Friday, April 24, 2015

Not Really MIA...

It's been a while...again. Oops.

It's Friday, thank goodness, and I've had the benefit of a very long nap. This past week did a number on my stamina. Long meetings at work, lots of stress, lots of 'must be social' activities that made me alternately happy and tired. I'm a true introvert who gets rapidly drained of energy by being around a lot of people for an extended period of time. I think the nap was my body's way of getting some alone time, not to mention down time. I haven't been sleeping well; see above mention of meetings, work, etc. Oof.

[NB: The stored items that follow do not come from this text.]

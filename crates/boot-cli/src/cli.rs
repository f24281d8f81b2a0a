//! CLI argument parsing using clap derive

use std::path::PathBuf;

use clap::{Parser, Subcommand};
use clap_complete::Shell;

/// Bootstrap a project's modules from its init.yaml
#[derive(Parser, Debug)]
#[command(name = "boot")]
#[command(author, version, about, long_about = None)]
pub struct Cli {
    /// Project root (defaults to the current directory)
    #[arg(short = 'C', long = "project", global = true, value_name = "DIR")]
    pub project: Option<PathBuf>,

    /// Enable verbose output
    #[arg(short, long, global = true)]
    pub verbose: bool,

    #[command(subcommand)]
    pub command: Commands,
}

#[derive(Subcommand, Debug, Clone, PartialEq, Eq)]
pub enum Commands {
    /// Fetch every module the project manifest requires
    ///
    /// Reads the seed modules from init.yaml, clones them and everything
    /// they require into their type directories, then records missing
    /// repo_url fields, syncs framework files and writes the workspace file.
    Init {
        /// Maximum number of concurrent fetches
        #[arg(short, long, env = "BOOT_MAX_WORKERS")]
        workers: Option<usize>,
    },

    /// List installed modules
    List {
        /// Output as JSON for scripting
        #[arg(long)]
        json: bool,
    },

    /// Install Python requirements for the project and every module
    Install,

    /// Sync framework files from the framework repository
    Update {
        /// Report what would change without writing
        #[arg(long)]
        dry_run: bool,
    },

    /// Generate shell completions
    Completions {
        /// Shell to generate completions for
        #[arg(value_enum)]
        shell: Shell,
    },
}

#[cfg(test)]
mod tests {
    use super::*;

    #[test]
    fn parse_init_with_workers() {
        let cli = Cli::parse_from(["boot", "init", "--workers", "3"]);
        assert_eq!(cli.command, Commands::Init { workers: Some(3) });
    }

    #[test]
    fn parse_global_project_after_subcommand() {
        let cli = Cli::parse_from(["boot", "list", "--json", "-C", "/tmp/proj"]);
        assert_eq!(cli.project, Some(PathBuf::from("/tmp/proj")));
        assert_eq!(cli.command, Commands::List { json: true });
    }

    #[test]
    fn parse_update_dry_run() {
        let cli = Cli::parse_from(["boot", "-v", "update", "--dry-run"]);
        assert!(cli.verbose);
        assert_eq!(cli.command, Commands::Update { dry_run: true });
    }

    #[test]
    fn parse_completions() {
        let cli = Cli::parse_from(["boot", "completions", "bash"]);
        assert!(matches!(cli.command, Commands::Completions { shell: Shell::Bash }));
    }

    #[test]
    fn missing_subcommand_is_an_error() {
        assert!(Cli::try_parse_from(["boot"]).is_err());
    }

    #[test]
    fn verify_cli() {
        use clap::CommandFactory;
        Cli::command().debug_assert();
    }
}
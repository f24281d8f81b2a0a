//! In-memory collaborators that record how the resolver drives them.

#![allow(dead_code)]

use std::collections::HashMap;
use std::path::{Path, PathBuf};
use std::sync::atomic::{AtomicUsize, Ordering};
use std::sync::{Arc, Mutex};
use std::time::{Duration, Instant};

use boot_core::{
    Error, FetchExecutor, InstallError, Installer, ManifestSource, ModuleReference, ModuleSources,
    NoopInstaller, Resolver, Result,
};
use boot_git::RepoIdentity;
use boot_meta::{ModuleManifest, ModuleTypeDef, ModuleTypeRegistry};
use tempfile::TempDir;

#[derive(Debug, Clone)]
enum Behaviour {
    Manifest(ModuleManifest),
    NoManifest,
    ManifestError,
    Panic,
}

#[derive(Debug, Clone)]
struct FakeModule {
    behaviour: Behaviour,
    repo_name: String,
    fail_materialize: bool,
    panic_materialize: bool,
}

/// Manifest source and fetch executor over a fixed module table.
///
/// Unknown references behave like repositories without a manifest.
#[derive(Debug, Default)]
pub struct FakeSource {
    modules: HashMap<String, FakeModule>,
    delay: Duration,
    manifest_calls: Mutex<Vec<String>>,
    materialized: Mutex<Vec<String>>,
    intervals: Mutex<Vec<(String, Instant, Instant)>>,
    running: AtomicUsize,
    peak: AtomicUsize,
}

impl FakeSource {
    pub fn new() -> Self {
        Self::default()
    }

    /// Time each manifest lookup takes.
    pub fn with_delay(mut self, delay: Duration) -> Self {
        self.delay = delay;
        self
    }

    /// A module whose repository name is the last path segment.
    pub fn module(self, reference: &str, module_type: &str, requirements: &[&str]) -> Self {
        let manifest = ModuleManifest::new(module_type).with_requirements(requirements.iter().copied());
        self.with_manifest(reference, manifest)
    }

    pub fn with_manifest(mut self, reference: &str, manifest: ModuleManifest) -> Self {
        self.insert(reference, Behaviour::Manifest(manifest));
        self
    }

    pub fn renamed(mut self, reference: &str, repo_name: &str) -> Self {
        if let Some(module) = self.modules.get_mut(reference) {
            module.repo_name = repo_name.to_string();
        }
        self
    }

    pub fn without_manifest(mut self, reference: &str) -> Self {
        self.insert(reference, Behaviour::NoManifest);
        self
    }

    pub fn broken_manifest(mut self, reference: &str) -> Self {
        self.insert(reference, Behaviour::ManifestError);
        self
    }

    pub fn panicking(mut self, reference: &str) -> Self {
        self.insert(reference, Behaviour::Panic);
        self
    }

    pub fn failing_clone(mut self, reference: &str) -> Self {
        if let Some(module) = self.modules.get_mut(reference) {
            module.fail_materialize = true;
        }
        self
    }

    /// Materialization writes a partial file and then panics.
    pub fn panicking_clone(mut self, reference: &str) -> Self {
        if let Some(module) = self.modules.get_mut(reference) {
            module.panic_materialize = true;
        }
        self
    }

    fn insert(&mut self, reference: &str, behaviour: Behaviour) {
        let repo_name = reference.rsplit('/').next().unwrap_or(reference).to_string();
        self.modules.insert(
            reference.to_string(),
            FakeModule {
                behaviour,
                repo_name,
                fail_materialize: false,
                panic_materialize: false,
            },
        );
    }

    /// References passed to `get_manifest`, one entry per dispatch.
    pub fn dispatched(&self) -> Vec<String> {
        self.manifest_calls.lock().unwrap().clone()
    }

    pub fn dispatch_count(&self, reference: &str) -> usize {
        self.dispatched().iter().filter(|r| *r == reference).count()
    }

    pub fn materialized(&self) -> Vec<String> {
        self.materialized.lock().unwrap().clone()
    }

    pub fn peak_concurrency(&self) -> usize {
        self.peak.load(Ordering::SeqCst)
    }

    /// `(reference, start, end)` of every manifest lookup.
    pub fn intervals(&self) -> Vec<(String, Instant, Instant)> {
        self.intervals.lock().unwrap().clone()
    }
}

impl ManifestSource for FakeSource {
    fn get_manifest(&self, reference: &ModuleReference) -> Result<Option<ModuleManifest>> {
        let start = Instant::now();
        let now = self.running.fetch_add(1, Ordering::SeqCst) + 1;
        self.peak.fetch_max(now, Ordering::SeqCst);
        self.manifest_calls
            .lock()
            .unwrap()
            .push(reference.as_str().to_string());
        if !self.delay.is_zero() {
            std::thread::sleep(self.delay);
        }
        self.running.fetch_sub(1, Ordering::SeqCst);
        self.intervals
            .lock()
            .unwrap()
            .push((reference.as_str().to_string(), start, Instant::now()));

        match self.modules.get(reference.as_str()).map(|m| &m.behaviour) {
            Some(Behaviour::Manifest(manifest)) => Ok(Some(manifest.clone())),
            Some(Behaviour::ManifestError) => Err(Error::source_failure("connection reset")),
            Some(Behaviour::Panic) => panic!("fake source exploded on {reference}"),
            Some(Behaviour::NoManifest) | None => Ok(None),
        }
    }
}

impl FetchExecutor for FakeSource {
    fn identity(&self, reference: &ModuleReference) -> Result<RepoIdentity> {
        let name = self
            .modules
            .get(reference.as_str())
            .map(|m| m.repo_name.clone())
            .unwrap_or_default();
        let owner = reference.as_str().split('/').next().unwrap_or("").to_string();
        let url = format!("https://host/{owner}/{name}");
        Ok(RepoIdentity::new(owner, name, url))
    }

    fn materialize(&self, reference: &ModuleReference, destination: &Path) -> Result<()> {
        self.materialized
            .lock()
            .unwrap()
            .push(reference.as_str().to_string());

        let module = &self.modules[reference.as_str()];
        if module.fail_materialize {
            std::fs::write(destination.join("partial"), "x")?;
            return Err(Error::source_failure("remote hung up"));
        }
        if module.panic_materialize {
            std::fs::write(destination.join("partial"), "x")?;
            panic!("clone of {reference} blew up");
        }
        if let Behaviour::Manifest(manifest) = &module.behaviour {
            std::fs::write(destination.join("init.yaml"), render_manifest(manifest))?;
        }
        Ok(())
    }
}

fn render_manifest(manifest: &ModuleManifest) -> String {
    let mut yaml = format!("type: {}\nrequirements:\n", manifest.module_type);
    for requirement in &manifest.requirements {
        yaml.push_str(&format!("  - '{requirement}'\n"));
    }
    if manifest.requirements.is_empty() {
        yaml = format!("type: {}\nrequirements: []\n", manifest.module_type);
    }
    yaml
}

/// Installer that always fails and counts its calls.
#[derive(Debug, Default)]
pub struct FailingInstaller {
    pub calls: AtomicUsize,
}

impl Installer for FailingInstaller {
    fn install(&self, destination: &Path) -> std::result::Result<(), InstallError> {
        self.calls.fetch_add(1, Ordering::SeqCst);
        Err(InstallError::Failed {
            path: destination.to_path_buf(),
            status: "exit status: 1".to_string(),
            stderr: "no matching distribution".to_string(),
        })
    }
}

/// Installer that panics and counts its calls.
#[derive(Debug, Default)]
pub struct PanickingInstaller {
    pub calls: AtomicUsize,
}

impl Installer for PanickingInstaller {
    fn install(&self, destination: &Path) -> std::result::Result<(), InstallError> {
        self.calls.fetch_add(1, Ordering::SeqCst);
        panic!("installer crashed in {}", destination.display());
    }
}

/// A project root with the built-in module types registered.
pub struct Harness {
    pub root: TempDir,
    pub registry: Arc<ModuleTypeRegistry>,
    pub source: Arc<FakeSource>,
}

impl Harness {
    pub fn new(source: FakeSource) -> Self {
        let root = TempDir::new().unwrap();
        let registry =
            Arc::new(ModuleTypeRegistry::build(root.path(), &ModuleTypeDef::builtins()).unwrap());
        Self {
            root,
            registry,
            source: Arc::new(source),
        }
    }

    pub fn sources(&self) -> ModuleSources {
        ModuleSources::from_source(Arc::clone(&self.source), Arc::new(NoopInstaller))
    }

    pub fn resolver(&self, max_workers: usize) -> Resolver {
        Resolver::new(Arc::clone(&self.registry), self.sources(), max_workers).unwrap()
    }

    pub fn path(&self, relative: &str) -> PathBuf {
        self.root.path().join(relative)
    }
}
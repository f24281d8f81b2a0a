//! `pip install -r requirements.txt` for modules and the project root

use std::path::{Path, PathBuf};
use std::process::Command;

use boot_meta::InstallerConfig;

use crate::error::InstallError;
use crate::report::ModulesReport;
use crate::source::Installer;

/// Installs a directory's Python requirements with `<python> -m pip`.
#[derive(Debug, Clone)]
pub struct RequirementsInstaller {
    config: InstallerConfig,
}

/// Outcome of [`RequirementsInstaller::install_all`].
#[derive(Debug, Default)]
pub struct InstallSummary {
    pub installed: Vec<PathBuf>,
    /// Directories without a requirements file.
    pub skipped: Vec<PathBuf>,
    pub failed: Vec<(PathBuf, InstallError)>,
}

impl InstallSummary {
    pub fn is_success(&self) -> bool {
        self.failed.is_empty()
    }
}

impl RequirementsInstaller {
    pub fn new(config: InstallerConfig) -> Self {
        Self { config }
    }

    /// Requirements file inside `dir`, if there is one.
    pub fn requirements_path(&self, dir: &Path) -> Option<PathBuf> {
        let path = dir.join(&self.config.requirements_file);
        path.is_file().then_some(path)
    }

    fn run_pip(&self, dir: &Path, requirements: &Path) -> Result<(), InstallError> {
        tracing::debug!(python = %self.config.python, path = %requirements.display(), "Running pip install");
        let output = Command::new(&self.config.python)
            .args(["-m", "pip", "install", "-r"])
            .arg(requirements)
            .current_dir(dir)
            .output()
            .map_err(|source| InstallError::Spawn {
                program: self.config.python.clone(),
                source,
            })?;

        if output.status.success() {
            return Ok(());
        }
        Err(InstallError::Failed {
            path: requirements.to_path_buf(),
            status: output.status.to_string(),
            stderr: String::from_utf8_lossy(&output.stderr).trim().to_string(),
        })
    }

    /// Install the project root's requirements and then every reported
    /// module's, continuing past failures.
    pub fn install_all(&self, root: &Path, report: &ModulesReport) -> InstallSummary {
        let mut summary = InstallSummary::default();
        if !self.config.enabled {
            tracing::info!("Installer disabled, nothing to do");
            return summary;
        }

        let dirs = std::iter::once(root.to_path_buf())
            .chain(report.modules.iter().map(|m| m.path.clone()));
        for dir in dirs {
            let Some(requirements) = self.requirements_path(&dir) else {
                summary.skipped.push(dir);
                continue;
            };
            match self.run_pip(&dir, &requirements) {
                Ok(()) => {
                    tracing::info!(path = %dir.display(), "Installed requirements");
                    summary.installed.push(dir);
                }
                Err(e) => {
                    tracing::warn!(path = %dir.display(), error = %e, "Requirements install failed");
                    summary.failed.push((dir, e));
                }
            }
        }
        summary
    }
}

impl Installer for RequirementsInstaller {
    fn install(&self, destination: &Path) -> Result<(), InstallError> {
        if !self.config.enabled {
            return Ok(());
        }
        match self.requirements_path(destination) {
            Some(requirements) => self.run_pip(destination, &requirements),
            None => Ok(()),
        }
    }
}
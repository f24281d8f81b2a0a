//! Shared test utilities for the module bootstrapper workspace.
//!
//! Dev-dependency only, never published.
//!
//! # Modules
//!
//! - [`git`]: real module repositories with a committed `init.yaml`
//! - [`project`]: [`project::TestProject`] builder for a project root

pub mod git;
pub mod project;
//! Staging-mirror git client
//!
//! Each reference is fetched once per run into a bare mirror inside a
//! temporary staging directory. Manifest reads come straight out of the
//! mirror's `HEAD` tree, and materializing a module is a local clone from
//! the mirror, so a module costs one network fetch no matter how many
//! times it is inspected.

use std::path::{Path, PathBuf};

use boot_fs::checksum;
use git2::build::RepoBuilder;
use git2::{ErrorCode, Repository};
use tempfile::TempDir;

use crate::{Error, RepoAddress, Result};

/// Git client backed by a per-run staging area.
///
/// The staging directory is removed when the client is dropped.
#[derive(Debug)]
pub struct GitRemote {
    staging: TempDir,
}

impl GitRemote {
    /// Create a client staging mirrors under the system temp directory.
    pub fn new() -> Result<Self> {
        let staging = tempfile::Builder::new()
            .prefix("boot-staging-")
            .tempdir()
            .map_err(|e| boot_fs::Error::io(std::env::temp_dir(), e))?;
        Ok(Self { staging })
    }

    /// Create a client staging mirrors under `parent`.
    pub fn in_dir(parent: &Path) -> Result<Self> {
        boot_fs::ensure_dir(parent)?;
        let staging = tempfile::Builder::new()
            .prefix("boot-staging-")
            .tempdir_in(parent)
            .map_err(|e| boot_fs::Error::io(parent, e))?;
        Ok(Self { staging })
    }

    pub fn staging_dir(&self) -> &Path {
        self.staging.path()
    }

    /// Mirror path for an address.
    ///
    /// Keyed by the reference rather than the clone URL: two spellings of
    /// the same repository get separate mirrors and never race on one path.
    fn mirror_path(&self, address: &RepoAddress) -> PathBuf {
        self.staging
            .path()
            .join(checksum::short_key(address.reference()))
    }

    /// Open the bare mirror for `address`, fetching it on first use.
    pub fn mirror(&self, address: &RepoAddress) -> Result<Repository> {
        let path = self.mirror_path(address);
        if path.exists() {
            return Ok(Repository::open_bare(&path)?);
        }

        tracing::debug!(url = %address.clone_url(), path = %path.display(), "Fetching mirror");
        RepoBuilder::new()
            .bare(true)
            .clone(address.clone_url(), &path)
            .map_err(|e| Error::CloneFailed {
                url: address.clone_url().to_string(),
                message: e.message().to_string(),
            })
    }

    /// Read a file from the default branch of `address`.
    ///
    /// Returns `None` when the repository has no commits or the file is
    /// absent.
    pub fn read_file(&self, address: &RepoAddress, file: &str) -> Result<Option<String>> {
        let repo = self.mirror(address)?;

        let head = match repo.head() {
            Ok(head) => head,
            Err(e) if matches!(e.code(), ErrorCode::UnbornBranch | ErrorCode::NotFound) => {
                return Ok(None);
            }
            Err(e) => return Err(e.into()),
        };
        let tree = head.peel_to_tree()?;

        let entry = match tree.get_path(Path::new(file)) {
            Ok(entry) => entry,
            Err(e) if e.code() == ErrorCode::NotFound => return Ok(None),
            Err(e) => return Err(e.into()),
        };
        let object = entry.to_object(&repo)?;
        let Some(blob) = object.as_blob() else {
            return Ok(None);
        };

        String::from_utf8(blob.content().to_vec())
            .map(Some)
            .map_err(|_| Error::NotUtf8 {
                url: address.clone_url().to_string(),
                file: file.to_string(),
            })
    }

    /// Check out `address` into `dest`.
    ///
    /// `dest` must be absent or an empty directory. The clone is made from
    /// the staging mirror and its `origin` is then pointed at the real
    /// remote.
    pub fn clone_into(&self, address: &RepoAddress, dest: &Path) -> Result<()> {
        let mirror = self.mirror(address)?;
        let source = mirror.path().to_string_lossy().into_owned();

        tracing::debug!(url = %address.clone_url(), dest = %dest.display(), "Cloning from mirror");
        let repo = RepoBuilder::new()
            .clone(&source, dest)
            .map_err(|e| Error::CloneFailed {
                url: address.clone_url().to_string(),
                message: e.message().to_string(),
            })?;
        repo.remote_set_url("origin", address.clone_url())?;

        Ok(())
    }
}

One of the good things about this week's very long meetings was that they gave me time to spend with some wonderful women from my past. Jackie O. and Suzanne came down, and we carved out time to go out to dinner at Circa 81. I loved introducing them to Circa and seeing their reactions to their icy chocolate martinis and shrimp and grits. We laughed a lot, and loudly. Being around Jackie reminded me of our trip to The Library of Congress and our mutual love of books and learning. Suzanne is one of those people whose very presence inspires me to be a better person. She's funny and kind, smart as hell, and I admire her faith because it's uniquely her---honest and heartfelt. I snuck up behind her on the first day of the meetings and surprised her, and the hug she gave me in greeting made me feel like I was the most beloved person ever.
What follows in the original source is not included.